STEVE INSKEEP, HOST:

Let's stay with Your Health for a moment, because researches think they have a better understanding of another debilitating disease. Rheumatoid arthritis causes painful joint inflammation. The latest research identifies factors that may put some people at risk of developing it. The female hormone estrogen, along with proteins produced by the body's fat cells, may play an important role. Gretchen Cuda-Kroen reports.

GRETCHEN CUDA-KROEN, BYLINE: Being overweight is unhealthy for many reasons - obese people are at greater risk for diabetes, heart disease, stroke and even cancer. Now doctors have added rheumatoid arthritis to that list.

GRETCHEN CUDA KROEN, BYLINE: A recent study at the Mayo Clinic found that obese individuals were 25 percent more likely to develop rheumatoid arthritis than people of normal weight.

The link, says Eric Matteson who led the study, isn't related to stress on the joints from being heavy.

DR. ERIC MATHESON: The link we think, has to do with the activity of the fat cells themselves.

KROEN: Unlike osteoarthritis, a form of arthritis that is caused by wear and tear on the joints, rheumatoid arthritis is an autoimmune disease, explains Matteson. It occurs when the body's immune system attacks the lining around the joints and the resulting inflammation leads to the destruction of bone and cartilage. Matteson says it's the fat cells that stoke the fire of inflammation.

MATHESON: We have recognized in the past several years that fat cells are important mediators of inflammation. They are immunologically active, they produce proteins that are inflammatory and so we thought that there might be a connection between the amount of fat cells that a person has and the risk for developing an inflammatory disease like rheumatoid arthritis.

KROEN: Along with a host of molecules that increase inflammation, fat cells produce the female hormone estrogen. What's more, there seems to be a gender bias in inflammatory diseases: A woman's risk of developing an inflammatory disease is nearly twice that of a man's and three out of four people who have rheumatoid arthritis are women.

But studies on estrogen replacement and oral contraceptives have yielded conflicting results, leading Matteson and others to conclude that estrogen is likely just a small piece of a complicated puzzle.

MATHESON: So there's definitely a hormonal link although we don't know yet what the exact nature of that link is.

KROEN: Over the last several decades, obesity rates have risen, and so have the rates of arthritis. In addition, drugs used to treat rheumatoid arthritis generally don't work very well in obese patients. But if being obese increases your risk, does losing weight help?

Matteson believes it can help a lot; not only does it help relieve stress on painful and inflamed joints, he says losing weight makes the drugs work better.

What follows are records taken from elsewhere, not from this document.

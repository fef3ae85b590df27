use leptos::prelude::*;
use leptos::task::spawn_local;
use taskhub_shared::date::format_display_opt;

use super::PriorityBadge;
use crate::components::icons::*;
use crate::components::layout::{Layout, confirm};
use crate::components::toast::use_notifier;
use crate::store::use_store;

/// 回收站：恢复或永久删除
#[component]
pub fn TrashPage() -> impl IntoView {
    let store = use_store();
    let notifier = use_notifier();

    let load = move || {
        let store = store.get();
        spawn_local(async move {
            if let Err(e) = store.fetch_deleted_tasks().await {
                notifier.error("加载回收站失败", &e);
            }
        });
    };

    Effect::new(move |_| load());

    let handle_restore = move |id: i64| {
        let store = store.get();
        spawn_local(async move {
            match store.restore_task(id).await {
                Ok(task) => notifier.success(format!("已恢复「{}」", task.title)),
                Err(e) => notifier.error("恢复任务失败", &e),
            }
        });
    };

    let handle_purge = move |id: i64| {
        if !confirm("永久删除后无法恢复，确定继续吗？") {
            return;
        }
        let store = store.get();
        spawn_local(async move {
            match store.purge_task(id).await {
                Ok(()) => notifier.success("任务已永久删除"),
                Err(e) => notifier.error("永久删除失败", &e),
            }
        });
    };

    let deleted = move || store.select(|s| s.deleted_tasks.clone());
    let is_loading = move || store.select(|s| s.is_loading());

    view! {
        <Layout title="回收站">
            <div class="card bg-base-100 shadow-xl">
                <div class="card-body p-0">
                    <div class="flex items-center justify-between p-6 pb-2">
                        <p class="text-base-content/70 text-sm">"删除的任务会保留在这里，可以恢复或永久删除。"</p>
                        <button on:click=move |_| load() disabled=is_loading class="btn btn-ghost btn-circle">
                            <RefreshCw attr:class=move || if is_loading() { "h-5 w-5 animate-spin" } else { "h-5 w-5" } />
                        </button>
                    </div>
                    <div class="overflow-x-auto w-full">
                        <table class="table table-zebra w-full">
                            <thead>
                                <tr>
                                    <th>"标题"</th>
                                    <th>"优先级"</th>
                                    <th class="hidden md:table-cell">"删除时间"</th>
                                    <th></th>
                                </tr>
                            </thead>
                            <tbody>
                                <Show when=move || deleted().is_empty() && !is_loading()>
                                    <tr>
                                        <td colspan="4" class="text-center py-8 text-base-content/50">
                                            "回收站是空的。"
                                        </td>
                                    </tr>
                                </Show>
                                <For
                                    each=deleted
                                    key=|t| t.id
                                    children=move |task| {
                                        let id = task.id;
                                        view! {
                                            <tr>
                                                <td class="font-bold">{task.title.clone()}</td>
                                                <td><PriorityBadge priority=task.priority /></td>
                                                <td class="hidden md:table-cell text-sm opacity-70">
                                                    {format_display_opt(task.deleted_at.as_ref())}
                                                </td>
                                                <td>
                                                    <div class="flex gap-1 justify-end">
                                                        <button class="btn btn-ghost btn-xs gap-1" on:click=move |_| handle_restore(id)>
                                                            <Undo attr:class="h-4 w-4" /> "恢复"
                                                        </button>
                                                        <button class="btn btn-ghost btn-xs gap-1 text-error" on:click=move |_| handle_purge(id)>
                                                            <Trash2 attr:class="h-4 w-4" /> "永久删除"
                                                        </button>
                                                    </div>
                                                </td>
                                            </tr>
                                        }
                                    }
                                />
                            </tbody>
                        </table>
                    </div>
                </div>
            </div>
        </Layout>
    }
}
impl Endpoint for UpdateCategory {
    const METHOD: HttpMethod = HttpMethod::Put;
    fn path(&self) -> String {
        format!("/tasks/categories/{}", self.category_id)
    }
}

impl ApiRequest for UpdateCategory {
    type Response = Category;
}

#[derive(Debug, Serialize)]
pub struct DeleteCategory {
    #[serde(skip)]
    pub category_id: i64,
}

impl Endpoint for DeleteCategory {
    const METHOD: HttpMethod = HttpMethod::Delete;
    const PLACEMENT: Placement = Placement::None;
    fn path(&self) -> String {
        format!("/tasks/categories/{}", self.category_id)
    }
}

impl ApiRequest for DeleteCategory {
    type Response = bool;
}

// =========================================================
// Comments
// =========================================================

#[derive(Debug, Serialize)]
pub struct ListTaskComments {
    #[serde(skip)]
    pub task_id: i64,
    #[serde(flatten)]
    pub page: PageQuery,
}

impl Endpoint for ListTaskComments {
    const METHOD: HttpMethod = HttpMethod::Get;
    fn path(&self) -> String {
        format!("/comments/task/{}", self.task_id)
    }
}

impl ApiRequest for ListTaskComments {
    type Response = Vec<Comment>;
}

impl Endpoint for CommentCreate {
    const METHOD: HttpMethod = HttpMethod::Post;
    fn path(&self) -> String {
        "/comments/".into()
    }
}

impl ApiRequest for CommentCreate {
    type Response = Comment;
}

#[derive(Debug, Serialize)]
pub struct UpdateComment {
    #[serde(skip)]
    pub comment_id: i64,
    #[serde(flatten)]
    pub update: CommentUpdate,
}

impl Endpoint for UpdateComment {
    const METHOD: HttpMethod = HttpMethod::Put;
    fn path(&self) -> String {
        format!("/comments/{}", self.comment_id)
    }
}

impl ApiRequest for UpdateComment {
    type Response = Comment;
}

#[derive(Debug, Serialize)]
pub struct DeleteComment {
    #[serde(skip)]
    pub comment_id: i64,
}

impl Endpoint for DeleteComment {
    const METHOD: HttpMethod = HttpMethod::Delete;
    const PLACEMENT: Placement = Placement::None;
    fn path(&self) -> String {
        format!("/comments/{}", self.comment_id)
    }
}

impl ApiRequest for DeleteComment {
    type Response = bool;
}

// =========================================================
// Reminders
// =========================================================

#[derive(Debug, Serialize)]
pub struct ListReminders(pub PageQuery);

Fifty-eight-year-old Gail Bishop agrees. She's had arthritis since she was 16, and although she is a healthy weight now, she was once 65 pounds heavier. She says losing the weight, and watching her diet has had an enormous impact on her arthritis symptoms.

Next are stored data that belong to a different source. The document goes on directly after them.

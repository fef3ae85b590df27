use taskhub_shared::protocol::{DeleteUser, GetUser, ListUsers, ResetUserPassword, UpdateUser};
use taskhub_shared::{PageQuery, PasswordChange, User, UserCreate, UserUpdate};

use super::{ApiClient, Transport};
use crate::auth::CredentialStore;
use crate::error::ApiResult;

/// 用户管理（仅管理员）
impl<T: Transport, C: CredentialStore> ApiClient<T, C> {
    pub async fn list_users(&self, page: PageQuery) -> ApiResult<Vec<User>> {
        self.send(&ListUsers(page)).await
    }

    pub async fn create_user(&self, user: UserCreate) -> ApiResult<User> {
        self.send(&user).await
    }

    pub async fn get_user(&self, user_id: i64) -> ApiResult<User> {
        self.send(&GetUser { user_id }).await
    }

    pub async fn update_user(&self, user_id: i64, update: UserUpdate) -> ApiResult<User> {
        self.send(&UpdateUser { user_id, update }).await
    }

    /// 管理员重置密码，不需要旧密码
    pub async fn reset_user_password(&self, user_id: i64, new_password: &str) -> ApiResult<User> {
        self.send(&ResetUserPassword {
            user_id,
            change: PasswordChange {
                current_password: String::new(),
                new_password: new_password.to_string(),
            },
        })
        .await
    }

    pub async fn delete_user(&self, user_id: i64) -> ApiResult<User> {
        self.send(&DeleteUser { user_id }).await
    }
}

#[cfg(test)]
mod tests {
    use crate::api::RequestBody;
    use crate::api::mock::mock_client;
    use serde_json::json;
    use taskhub_shared::protocol::HttpMethod;
    use taskhub_shared::{PageQuery, UserRole, UserUpdate};

    fn user(id: i64, role: &str) -> serde_json::Value {
        json!({"id": id, "username": format!("u{}", id), "email": "u@x.io", "role": role})
    }

    #[tokio::test]
    async fn list_passes_paging_in_the_query() {
        let (transport, api) = mock_client();
        transport.mock_json(
            HttpMethod::Get,
            "/api/users/?limit=10&skip=20",
            200,
            json!([user(21, "user"), user(22, "admin")]),
        );

        let users = api
            .list_users(PageQuery {
                skip: Some(20),
                limit: Some(10),
            })
            .await
            .unwrap();

        assert_eq!(users.len(), 2);
        assert!(users[1].is_admin());
    }

    #[tokio::test]
    async fn update_sends_only_changed_fields() {
        let (transport, api) = mock_client();
        transport.mock_json(HttpMethod::Put, "/api/users/5", 200, user(5, "admin"));

        let updated = api
            .update_user(
                5,
                UserUpdate {
                    role: Some(UserRole::Admin),
                    ..Default::default()
                },
            )
            .await
            .unwrap();

        assert_eq!(updated.role, UserRole::Admin);
        assert_eq!(transport.last_json(), json!({"role": "admin"}));
    }

    #[tokio::test]
    async fn reset_password_targets_the_user() {
        let (transport, api) = mock_client();
        transport.mock_json(HttpMethod::Put, "/api/users/5/password", 200, user(5, "user"));

        api.reset_user_password(5, "n3w").await.unwrap();

        assert_eq!(transport.last_json()["new_password"], "n3w");
    }

    #[tokio::test]
    async fn delete_has_no_body() {
        let (transport, api) = mock_client();
        transport.mock_json(HttpMethod::Delete, "/api/users/5", 200, user(5, "user"));

        api.delete_user(5).await.unwrap();

        assert_eq!(transport.last_request().unwrap().body, RequestBody::Empty);
    }
}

GAIL BISHOP: For example, on one of my knees, the x-ray looks terrible and it would look like I would need a joint replacement. And when I was heavier, that knee gave me quite a bit of trouble. And now that that weight is off, it's really pretty much pain free. So it makes a dramatic difference.

KROEN: Bishop says she may not be able to control her arthritis, but she can control what she puts in her mouth - and as a result, how she feels. Another way do to reduce your risk is: don't smoke. Smoking dramatically increases the chances of developing rheumatoid arthritis.